Our previous observations demonstrate that deletion of Rac1 from cells of the myeloid lineage protects mice from asbestos‐induced pulmonary fibrosis due to attenuated H2O2 generation. To address whether this was due to increased matrix degradation, we investigated the expression of matrix metalloproteinase (MMP‐9) in Rac1 null macrophages. Compared to wild type (WT) macrophages, MMP‐9 gene expression was significantly greater in Rac1 null cells. Site directed mutagenesis of the MMP‐9 promoter revealed that SP‐1 and AP‐1 were necessary for MMP‐9 expression. As these transcription factors are activated by MAP kinases, we examined the role of ERK in Rac1‐mediated MMP‐9 gene transcription.

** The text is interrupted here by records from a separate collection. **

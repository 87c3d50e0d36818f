//! Widget configuration: which host-page elements to bind and how to
//! present notices.
//!
//! Every field has a default matching the stock upload page markup, so
//! an empty JSON object (`{}`) is a complete configuration.

use serde::{Deserialize, Serialize};

use crate::accept::AcceptPolicy;

/// Errors from parsing or validating a [`WidgetConfig`].
#[derive(Debug, thiserror::Error)]
pub enum ConfigError {
    /// The JSON could not be parsed into a configuration.
    #[error("invalid widget configuration JSON: {0}")]
    Json(#[from] serde_json::Error),

    /// A field holds a value the widget cannot use.
    #[error("invalid widget configuration: {field} must not be empty")]
    Empty {
        /// Name of the offending field.
        field: &'static str,
    },
}

/// Element ids (and two in-button selectors) of the host-page surfaces.
///
/// Only `input` and `drop_target` are required at attach time; every
/// other surface is optional and its behavior is skipped when absent.
#[derive(Debug, Clone, PartialEq, Eq, Serialize, Deserialize)]
#[serde(default)]
pub struct SurfaceIds {
    /// The native `<input type="file">`.
    pub input: String,
    /// The picker prompt, which doubles as the drop target.
    pub drop_target: String,
    /// Container of the selected-file summary.
    pub summary: String,
    /// Element receiving the file name.
    pub name: String,
    /// Element receiving the formatted size.
    pub size: String,
    /// Button that clears the selection.
    pub remove: String,
    /// Container of the preview surfaces.
    pub preview: String,
    /// `<img>` used for image thumbnails.
    pub preview_image: String,
    /// Element receiving the PDF/generic glyph markup.
    pub preview_icon: String,
    /// The `<form>` whose submission is guarded.
    pub form: String,
    /// The submit control.
    pub submit: String,
    /// CSS selector, relative to the submit control, of its idle label.
    pub submit_label: String,
    /// CSS selector, relative to the submit control, of its busy indicator.
    pub submit_busy: String,
}

impl Default for SurfaceIds {
    fn default() -> Self {
        Self {
            input: "file-upload-input".into(),
            drop_target: "file-upload-area".into(),
            summary: "file-selected-info".into(),
            name: "file-name".into(),
            size: "file-size".into(),
            remove: "file-remove-btn".into(),
            preview: "file-preview".into(),
            preview_image: "file-preview-image".into(),
            preview_icon: "file-preview-icon".into(),
            form: "upload-form".into(),
            submit: "submit-btn".into(),
            submit_label: ".btn-text".into(),
            submit_busy: ".btn-loader".into(),
        }
    }
}

/// Full widget configuration.
#[derive(Debug, Clone, PartialEq, Eq, Serialize, Deserialize)]
#[serde(default)]
pub struct WidgetConfig {
    /// Host-page surfaces to bind.
    pub surfaces: SurfaceIds,
    /// Class toggled on the drop target while a drag hovers over it.
    pub drag_class: String,
    /// Notice shown when the form is submitted without a file.
    pub empty_notice: String,
    /// Optional name/size policy. `None` accepts every file.
    pub accept: Option<AcceptPolicy>,
}

impl Default for WidgetConfig {
    fn default() -> Self {
        Self {
            surfaces: SurfaceIds::default(),
            drag_class: "drag-over".into(),
            empty_notice: "Please select a file".into(),
            accept: None,
        }
    }
}

impl WidgetConfig {
    /// Parse and validate a configuration from JSON.
    ///
    /// Missing fields take their defaults.
    ///
    /// # Errors
    ///
    /// Returns [`ConfigError::Json`] if the text is not a valid
    /// configuration object, or [`ConfigError::Empty`] if validation
    /// fails.
    pub fn from_json(json: &str) -> Result<Self, ConfigError> {
        let config: Self = serde_json::from_str(json)?;
        config.validate()?;
        Ok(config)
    }

    /// Check that every id, selector, and class name is usable.
    ///
    /// # Errors
    ///
    /// Returns [`ConfigError::Empty`] naming the first empty field.
    pub fn validate(&self) -> Result<(), ConfigError> {
        let s = &self.surfaces;
        let fields = [
            ("surfaces.input", &s.input),
            ("surfaces.drop_target", &s.drop_target),
            ("surfaces.summary", &s.summary),
            ("surfaces.name", &s.name),
            ("surfaces.size", &s.size),
            ("surfaces.remove", &s.remove),
            ("surfaces.preview", &s.preview),
            ("surfaces.preview_image", &s.preview_image),
            ("surfaces.preview_icon", &s.preview_icon),
            ("surfaces.form", &s.form),
            ("surfaces.submit", &s.submit),
            ("surfaces.submit_label", &s.submit_label),
            ("surfaces.submit_busy", &s.submit_busy),
            ("drag_class", &self.drag_class),
        ];
        for (field, value) in fields {
            if value.trim().is_empty() {
                return Err(ConfigError::Empty { field });
            }
        }
        Ok(())
    }
}

#[cfg(test)]
#[allow(clippy::unwrap_used)]
mod tests {
    use super::*;

    #[test]
    fn empty_object_is_the_default() {
        let config = WidgetConfig::from_json("{}").unwrap();
        assert_eq!(config, WidgetConfig::default());
    }

    #[test]
    fn partial_surfaces_keep_other_defaults() {
        let config =
            WidgetConfig::from_json(r#"{"surfaces": {"input": "doc-input"}, "drag_class": "hot"}"#)
                .unwrap();
        assert_eq!(config.surfaces.input, "doc-input");
        assert_eq!(config.surfaces.drop_target, "file-upload-area");
        assert_eq!(config.drag_class, "hot");
        assert_eq!(config.accept, None);
    }

    #[test]
    fn accept_policy_fills_missing_fields_from_documents() {
        let config = WidgetConfig::from_json(r#"{"accept": {"max_size_bytes": 1024}}"#).unwrap();
        let accept = config.accept.unwrap();
        assert_eq!(accept.max_size_bytes, Some(1024));
        assert!(accept.extensions.iter().any(|e| e == "pdf"));
    }

    #[test]
    fn empty_id_is_rejected() {
        let err = WidgetConfig::from_json(r#"{"surfaces": {"drop_target": " "}}"#).unwrap_err();
        assert!(matches!(
            err,
            ConfigError::Empty {
                field: "surfaces.drop_target"
            }
        ));
    }

    #[test]
    fn malformed_json_is_reported() {
        let err = WidgetConfig::from_json("[1, 2").unwrap_err();
        assert!(matches!(err, ConfigError::Json(_)));
    }
}
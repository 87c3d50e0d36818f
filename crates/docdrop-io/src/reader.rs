//! Read a browser `File` as a data URI for the image preview.
//!
//! Wraps [`FileReader.readAsDataURL()`][mdn] in a future. The reader's
//! `load` and `error` handlers are the promise's own resolve/reject
//! functions, so no closures are leaked.
//!
//! [mdn]: https://developer.mozilla.org/en-US/docs/Web/API/FileReader/readAsDataURL

use wasm_bindgen::JsValue;
use wasm_bindgen_futures::JsFuture;
use web_sys::{File, FileReader};

/// Errors that can occur while reading a preview.
#[derive(Debug, thiserror::Error)]
pub enum ReadError {
    /// A browser API call failed, or the reader fired `error`.
    #[error("file read failed: {0}")]
    JsError(String),

    /// The reader finished without a string result.
    #[error("file reader did not produce a data URI")]
    NotADataUri,
}

impl From<JsValue> for ReadError {
    fn from(value: JsValue) -> Self {
        Self::JsError(format!("{value:?}"))
    }
}

/// Read `file` as a `data:` URI.
///
/// The future never resolves if the browser never fires `load` or
/// `error`; callers must not depend on completion.
///
/// # Errors
///
/// Returns [`ReadError::JsError`] if the reader cannot be created or
/// fails, and [`ReadError::NotADataUri`] if its result is not a string.
#[allow(clippy::future_not_send)] // WASM is single-threaded; FileReader is !Send
pub async fn read_data_url(file: &File) -> Result<String, ReadError> {
    let reader = FileReader::new()?;

    let promise = js_sys::Promise::new(&mut |resolve: js_sys::Function, reject: js_sys::Function| {
        reader.set_onload(Some(&resolve));
        reader.set_onerror(Some(&reject));
    });

    reader.read_as_data_url(file)?;
    JsFuture::from(promise).await?;

    let uri = reader.result()?.as_string().ok_or(ReadError::NotADataUri)?;
    if uri.starts_with("data:") {
        Ok(uri)
    } else {
        Err(ReadError::NotADataUri)
    }
}
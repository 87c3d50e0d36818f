//! Preview representation of the current selection.
//!
//! [`Preview`] is a sum type: the visible preview surface is derived
//! from the variant, never stored as independent visibility flags, so
//! the image and icon surfaces cannot both be shown.

use crate::icon::IconGlyph;
use crate::types::FileKind;

/// Progress of an image thumbnail.
#[derive(Debug, Clone, PartialEq, Eq)]
pub enum ImagePreview {
    /// The data-URI read is in flight; nothing is shown yet.
    Loading,
    /// The read completed with this data URI.
    Ready(String),
}

/// What the preview area represents.
#[derive(Debug, Clone, PartialEq, Eq, Default)]
pub enum Preview {
    /// No file selected: every surface hidden, no cached image data.
    #[default]
    None,
    /// Image thumbnail, possibly still loading.
    Image(ImagePreview),
    /// PDF glyph with label.
    PdfIcon,
    /// Generic file glyph.
    GenericIcon,
}

/// The one preview surface that should be visible.
#[derive(Debug, Clone, Copy, PartialEq, Eq)]
pub enum VisibleSurface<'a> {
    /// The image surface, with its `src`.
    Image(&'a str),
    /// The icon surface, with its glyph.
    Icon(IconGlyph),
}

impl Preview {
    /// Initial representation for a freshly selected file.
    ///
    /// Images start as [`ImagePreview::Loading`]: the icon surface is
    /// hidden immediately and the thumbnail appears once the read
    /// completes.
    #[must_use]
    pub const fn for_kind(kind: FileKind) -> Self {
        match kind {
            FileKind::Image => Self::Image(ImagePreview::Loading),
            FileKind::Pdf => Self::PdfIcon,
            FileKind::Other => Self::GenericIcon,
        }
    }

    /// The surface to show, or `None` if every surface is hidden.
    #[must_use]
    pub fn visible_surface(&self) -> Option<VisibleSurface<'_>> {
        match self {
            Self::None | Self::Image(ImagePreview::Loading) => None,
            Self::Image(ImagePreview::Ready(uri)) => Some(VisibleSurface::Image(uri)),
            Self::PdfIcon => Some(VisibleSurface::Icon(IconGlyph::Pdf)),
            Self::GenericIcon => Some(VisibleSurface::Icon(IconGlyph::Generic)),
        }
    }

    /// Whether an image read is still outstanding.
    #[must_use]
    pub const fn is_loading(&self) -> bool {
        matches!(self, Self::Image(ImagePreview::Loading))
    }

    /// Store a completed read.
    ///
    /// Only a loading image accepts data; any other variant is left
    /// untouched and `false` is returned.
    pub fn resolve(&mut self, data_uri: String) -> bool {
        if self.is_loading() {
            *self = Self::Image(ImagePreview::Ready(data_uri));
            true
        } else {
            false
        }
    }
}

#[cfg(test)]
mod tests {
    use super::*;

    #[test]
    fn loading_image_shows_nothing() {
        let preview = Preview::for_kind(FileKind::Image);
        assert!(preview.is_loading());
        assert_eq!(preview.visible_surface(), None);
    }

    #[test]
    fn resolved_image_shows_only_the_image() {
        let mut preview = Preview::for_kind(FileKind::Image);
        assert!(preview.resolve("data:image/png;base64,AAAA".into()));
        assert_eq!(
            preview.visible_surface(),
            Some(VisibleSurface::Image("data:image/png;base64,AAAA"))
        );
    }

    #[test]
    fn resolve_is_one_shot() {
        let mut preview = Preview::for_kind(FileKind::Image);
        assert!(preview.resolve("data:first".into()));
        assert!(!preview.resolve("data:second".into()));
        assert_eq!(preview.visible_surface(), Some(VisibleSurface::Image("data:first")));
    }

    #[test]
    fn icons_ignore_image_data() {
        let mut preview = Preview::for_kind(FileKind::Pdf);
        assert!(!preview.resolve("data:image/png;base64,AAAA".into()));
        assert_eq!(
            preview.visible_surface(),
            Some(VisibleSurface::Icon(IconGlyph::Pdf))
        );

        let mut preview = Preview::None;
        assert!(!preview.resolve("data:x".into()));
        assert_eq!(preview, Preview::None);
    }

    #[test]
    fn generic_kind_maps_to_generic_glyph() {
        assert_eq!(
            Preview::for_kind(FileKind::Other).visible_surface(),
            Some(VisibleSurface::Icon(IconGlyph::Generic))
        );
    }
}
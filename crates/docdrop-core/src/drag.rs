//! Drag-and-drop event classification and the "drag active" affordance.

/// The four drag events the drop target listens for.
#[derive(Debug, Clone, Copy, PartialEq, Eq, Hash)]
pub enum DragKind {
    /// `dragenter`
    Enter,
    /// `dragover`
    Over,
    /// `dragleave`
    Leave,
    /// `drop`
    Drop,
}

impl DragKind {
    /// Every kind, in listener registration order.
    pub const ALL: [Self; 4] = [Self::Enter, Self::Over, Self::Leave, Self::Drop];

    /// DOM event type name.
    #[must_use]
    pub const fn event_type(self) -> &'static str {
        match self {
            Self::Enter => "dragenter",
            Self::Over => "dragover",
            Self::Leave => "dragleave",
            Self::Drop => "drop",
        }
    }

    /// Whether this event turns the affordance on (`true`) or off.
    #[must_use]
    pub const fn activates(self) -> bool {
        matches!(self, Self::Enter | Self::Over)
    }
}

/// Tracks whether the drop target shows its drag-active styling.
#[derive(Debug, Clone, Copy, PartialEq, Eq, Default)]
pub struct DragAffordance {
    active: bool,
}

impl DragAffordance {
    /// Whether the affordance is currently shown.
    #[must_use]
    pub const fn is_active(self) -> bool {
        self.active
    }

    /// Apply a drag event. Returns `true` if the affordance changed and
    /// the styling needs updating; repeated `dragover` events are no-ops.
    pub const fn apply(&mut self, kind: DragKind) -> bool {
        let next = kind.activates();
        let changed = self.active != next;
        self.active = next;
        changed
    }
}

/// First item of a dropped file list; the rest are discarded.
///
/// The widget is single-file, like a picker without `multiple`.
pub fn first_file<T>(files: impl IntoIterator<Item = T>) -> Option<T> {
    files.into_iter().next()
}
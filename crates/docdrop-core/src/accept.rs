//! Optional name/size policy applied before a file is selected.
//!
//! The picker's `accept` attribute filters the native dialog, but
//! drag-and-drop bypasses it. Running the same check on every
//! selection keeps both entry points consistent. Only metadata is
//! inspected; contents are the server's business.

use serde::{Deserialize, Serialize};

use crate::size::format_size;
use crate::types::SelectedFile;

/// Extensions accepted by the document upload form.
const DOCUMENT_EXTENSIONS: &[&str] = &["jpg", "jpeg", "png", "tiff", "tif", "bmp", "webp", "pdf"];

/// Upload size limit of the document upload form (50 MB).
const DOCUMENT_MAX_SIZE: u64 = 50 * 1024 * 1024;

/// Which files the widget accepts.
#[derive(Debug, Clone, PartialEq, Eq, Serialize, Deserialize)]
#[serde(default)]
pub struct AcceptPolicy {
    /// Allowed extensions, without the dot, compared case-insensitively.
    /// Empty means any extension.
    pub extensions: Vec<String>,
    /// Largest accepted file, in bytes.
    pub max_size_bytes: Option<u64>,
}

impl Default for AcceptPolicy {
    fn default() -> Self {
        Self::documents()
    }
}

/// Why a file was turned away.
#[derive(Debug, Clone, PartialEq, Eq, thiserror::Error)]
pub enum Rejection {
    /// The extension is not in the allowed list.
    #[error("Unsupported file type: {name}")]
    Extension {
        /// Name of the rejected file.
        name: String,
    },
    /// The file exceeds the size limit.
    #[error("File is too large ({size}). Maximum size: {limit}")]
    TooLarge {
        /// Formatted size of the rejected file.
        size: String,
        /// Formatted limit.
        limit: String,
    },
}

impl AcceptPolicy {
    /// The image-and-PDF policy of the document upload form.
    #[must_use]
    pub fn documents() -> Self {
        Self {
            extensions: DOCUMENT_EXTENSIONS.iter().map(|&e| e.to_owned()).collect(),
            max_size_bytes: Some(DOCUMENT_MAX_SIZE),
        }
    }

    /// Check a file against the policy.
    ///
    /// # Errors
    ///
    /// Returns [`Rejection::Extension`] if the extension list is
    /// non-empty and the file's extension is missing or not listed.
    /// Returns [`Rejection::TooLarge`] if the file exceeds
    /// `max_size_bytes`.
    pub fn check(&self, file: &SelectedFile) -> Result<(), Rejection> {
        if !self.extensions.is_empty() {
            let allowed = file.extension().is_some_and(|ext| {
                self.extensions
                    .iter()
                    .any(|a| a.trim_start_matches('.').eq_ignore_ascii_case(&ext))
            });
            if !allowed {
                return Err(Rejection::Extension {
                    name: file.name.clone(),
                });
            }
        }

        if let Some(limit) = self.max_size_bytes
            && file.size_bytes > limit
        {
            let (size, limit) = describe_excess(file.size_bytes, limit);
            return Err(Rejection::TooLarge { size, limit });
        }

        Ok(())
    }

    /// Value for the picker's `accept` attribute, e.g. `".jpg,.pdf"`.
    ///
    /// Empty when any extension is allowed.
    #[must_use]
    pub fn accept_attribute(&self) -> String {
        self.extensions
            .iter()
            .map(|e| format!(".{}", e.trim_start_matches('.')))
            .collect::<Vec<_>>()
            .join(",")
    }
}

/// Formatted size and limit for a [`Rejection::TooLarge`].
///
/// Falls back to exact byte counts when rounding would print the two
/// as the same value.
fn describe_excess(size: u64, limit: u64) -> (String, String) {
    let (rounded_size, rounded_limit) = (format_size(size), format_size(limit));
    if rounded_size == rounded_limit {
        (format!("{size} bytes"), format!("{limit} bytes"))
    } else {
        (rounded_size, rounded_limit)
    }
}

#[cfg(test)]
#[allow(clippy::unwrap_used)]
mod tests {
    use super::*;

    #[test]
    fn documents_accepts_images_and_pdfs() {
        let policy = AcceptPolicy::documents();
        assert_eq!(policy.check(&SelectedFile::new("scan.TIF", 10, "image/tiff")), Ok(()));
        assert_eq!(policy.check(&SelectedFile::new("report.pdf", 10, "")), Ok(()));
    }

    #[test]
    fn unlisted_extension_is_rejected() {
        let policy = AcceptPolicy::documents();
        let err = policy
            .check(&SelectedFile::new("setup.exe", 10, "application/octet-stream"))
            .unwrap_err();
        assert_eq!(err.to_string(), "Unsupported file type: setup.exe");

        assert!(policy.check(&SelectedFile::new("README", 10, "")).is_err());
    }

    #[test]
    fn oversized_file_is_rejected_with_distinguishable_sizes() {
        let policy = AcceptPolicy::documents();
        let err = policy
            .check(&SelectedFile::new("huge.png", DOCUMENT_MAX_SIZE + 1, "image/png"))
            .unwrap_err();
        assert_eq!(
            err.to_string(),
            "File is too large (52428801 bytes). Maximum size: 52428800 bytes"
        );

        let err = policy
            .check(&SelectedFile::new("huge.png", 60 * 1024 * 1024, "image/png"))
            .unwrap_err();
        assert_eq!(
            err.to_string(),
            "File is too large (60 MB). Maximum size: 50 MB"
        );
        // Exactly at the limit is fine.
        assert_eq!(
            policy.check(&SelectedFile::new("max.png", DOCUMENT_MAX_SIZE, "image/png")),
            Ok(())
        );
    }

    #[test]
    fn empty_extension_list_allows_anything() {
        let policy = AcceptPolicy {
            extensions: Vec::new(),
            max_size_bytes: None,
        };
        assert_eq!(policy.check(&SelectedFile::new("a.bin", u64::MAX, "")), Ok(()));
        assert_eq!(policy.accept_attribute(), "");
    }

    #[test]
    fn accept_attribute_normalizes_dots() {
        let policy = AcceptPolicy {
            extensions: vec!["png".into(), ".pdf".into()],
            max_size_bytes: None,
        };
        assert_eq!(policy.accept_attribute(), ".png,.pdf");
        assert_eq!(policy.check(&SelectedFile::new("a.PDF", 1, "")), Ok(()));
    }
}
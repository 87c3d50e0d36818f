//! Integration test: drive the selection state machine through the
//! pick / drop / remove / submit flows of the upload page.

#![allow(clippy::unwrap_used, clippy::expect_used)]

use docdrop_core::{
    DragAffordance, DragKind, IconGlyph, SelectedFile, Selection, SelectionError, UiState,
    VisibleSurface, View, drag, format_size,
};

/// Check the visibility invariants every view must satisfy.
fn assert_exclusive(view: &View<'_>) {
    assert_ne!(
        view.prompt_visible(),
        view.summary.is_some(),
        "exactly one of prompt and summary must be visible: {view:?}"
    );
    assert_eq!(
        view.state == UiState::Empty,
        view.summary.is_none(),
        "Empty state must coincide with no summary: {view:?}"
    );
    if view.state == UiState::Empty {
        assert_eq!(view.preview, None, "empty view must hide all previews");
    }
}

#[test]
fn size_examples() {
    assert_eq!(format_size(0), "0 Bytes");
    assert_eq!(format_size(1024), "1 KB");
    assert_eq!(format_size(1536), "1.5 KB");
    assert_eq!(format_size(1_048_576), "1 MB");
}

#[test]
fn dropped_photo_shows_summary_then_thumbnail() {
    let mut selection = Selection::default();
    let mut affordance = DragAffordance::default();

    // enter, a few overs, then drop with two files.
    affordance.apply(DragKind::Enter);
    affordance.apply(DragKind::Over);
    affordance.apply(DragKind::Over);
    assert!(affordance.is_active());
    affordance.apply(DragKind::Drop);
    assert!(!affordance.is_active());

    let dropped = vec![
        SelectedFile::new("photo.png", 2_097_152, "image/png"),
        SelectedFile::new("second.png", 10, "image/png"),
    ];
    let file = drag::first_file(dropped).expect("drop carried files");
    let ticket = selection
        .select(file, ())
        .unwrap()
        .expect("images need a read");

    let view = selection.view();
    assert_exclusive(&view);
    let summary = view.summary.clone().unwrap();
    assert_eq!(summary.name, "photo.png");
    assert_eq!(summary.size, "2 MB");
    assert_eq!(view.preview, None, "icons hidden while the read is in flight");

    assert!(selection.complete_read(ticket, "data:image/png;base64,iVBOR".into()));
    let view = selection.view();
    assert_exclusive(&view);
    assert_eq!(
        view.preview,
        Some(VisibleSurface::Image("data:image/png;base64,iVBOR"))
    );
}

#[test]
fn empty_drop_changes_nothing() {
    let mut selection = Selection::<()>::default();
    let before = format!("{:?}", selection.view());
    if let Some(file) = drag::first_file(Vec::<SelectedFile>::new()) {
        let _ = selection.select(file, ());
    }
    assert_eq!(format!("{:?}", selection.view()), before);
}

#[test]
fn slow_image_read_never_overwrites_newer_selection() {
    let mut selection = Selection::default();
    let slow = selection
        .select(SelectedFile::new("a.jpg", 5_000_000, "image/jpeg"), ())
        .unwrap()
        .unwrap();

    // Replaced by a non-image before the read resolves.
    let none = selection
        .select(SelectedFile::new("b.docx", 1000, ""), ())
        .unwrap();
    assert!(none.is_none());

    assert!(!selection.complete_read(slow, "data:image/jpeg;base64,AAAA".into()));
    let view = selection.view();
    assert_exclusive(&view);
    assert_eq!(view.preview, Some(VisibleSurface::Icon(IconGlyph::Generic)));
    assert_eq!(view.summary.unwrap().name, "b.docx");
}

#[test]
fn select_clear_select_reproduces_the_summary() {
    let file = SelectedFile::new("invoice.pdf", 123_456, "application/pdf");
    let mut selection = Selection::default();

    let _ = selection.select(file.clone(), ()).unwrap();
    let first = selection.view().summary.map(|s| (s.name.to_owned(), s.size));

    assert!(selection.clear());
    assert_exclusive(&selection.view());

    let _ = selection.select(file, ()).unwrap();
    let second = selection.view().summary.map(|s| (s.name.to_owned(), s.size));

    assert_eq!(first, second);
    assert_eq!(
        first,
        Some(("invoice.pdf".to_owned(), "120.56 KB".to_owned()))
    );
}

#[test]
fn pdf_extension_fallback_with_empty_mime() {
    let mut selection = Selection::default();
    let ticket = selection
        .select(SelectedFile::new("report.PDF", 42, ""), ())
        .unwrap();
    assert!(ticket.is_none());
    assert_eq!(
        selection.view().preview,
        Some(VisibleSurface::Icon(IconGlyph::Pdf))
    );
}

#[test]
fn empty_submission_is_blocked() {
    let mut selection = Selection::<()>::default();
    assert_eq!(selection.submit(0), Err(SelectionError::NoFileSelected));
    assert_eq!(selection.state(), UiState::Empty);
    assert!(!selection.view().busy());
}

#[test]
fn exclusivity_holds_for_every_short_operation_sequence() {
    #[derive(Clone, Copy, Debug)]
    enum Op {
        SelectImage,
        SelectPdf,
        SelectOther,
        Clear,
        ResolveOldest,
        Submit,
    }
    const OPS: [Op; 6] = [
        Op::SelectImage,
        Op::SelectPdf,
        Op::SelectOther,
        Op::Clear,
        Op::ResolveOldest,
        Op::Submit,
    ];
    const LEN: u32 = 4;

    for mut code in 0..OPS.len().pow(LEN) {
        let mut selection = Selection::default();
        let mut tickets = Vec::new();
        let mut trace = Vec::new();

        for _ in 0..LEN {
            let op = OPS[code % OPS.len()];
            code /= OPS.len();
            trace.push(op);

            match op {
                Op::SelectImage => {
                    if let Ok(Some(t)) =
                        selection.select(SelectedFile::new("p.png", 2048, "image/png"), ())
                    {
                        tickets.push(t);
                    }
                }
                Op::SelectPdf => {
                    let _ = selection.select(SelectedFile::new("d.pdf", 2048, ""), ());
                }
                Op::SelectOther => {
                    let _ = selection.select(SelectedFile::new("t.txt", 2048, "text/plain"), ());
                }
                Op::Clear => {
                    selection.clear();
                }
                Op::ResolveOldest => {
                    if !tickets.is_empty() {
                        let t = tickets.remove(0);
                        let current = selection.is_current(&t);
                        let applied = selection.complete_read(t, "data:p".into());
                        assert!(!applied || current, "stale read applied: {trace:?}");
                    }
                }
                Op::Submit => {
                    let native = usize::from(selection.file().is_some());
                    let _ = selection.submit(native);
                }
            }

            let view = selection.view();
            assert_exclusive(&view);
            if let Some(VisibleSurface::Image(_)) = view.preview {
                assert_eq!(
                    selection.file().map(|f| f.name.as_str()),
                    Some("p.png"),
                    "image surface visible for a non-image: {trace:?}"
                );
            }
        }
    }
}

ERK activation was dramatically increased in Rac1 null cells and transfection with dominant‐negative ERK significantly decreased MMP‐9 promoter activity. Exogenous H2O2 inhibited MMP‐9 promoter activity in Rac1 null cells whereas over expressed catalase in WT cells enhanced ERK activation and MMP‐9 expression. Thus Rac1‐mediated H2O2 production suppresses MMP‐9 expression via inhibition of ERK. In vivo, MMP‐9 mRNA was enhanced in lung macrophages of Rac1 null mice and in WT mice administered catalase after asbestos exposure. These data suggest that enhanced MMP‐9 expression attenuates, in part, the development of asbestos‐induced pulmonary fibrosis. This work was supported by NIH grant ES‐015981.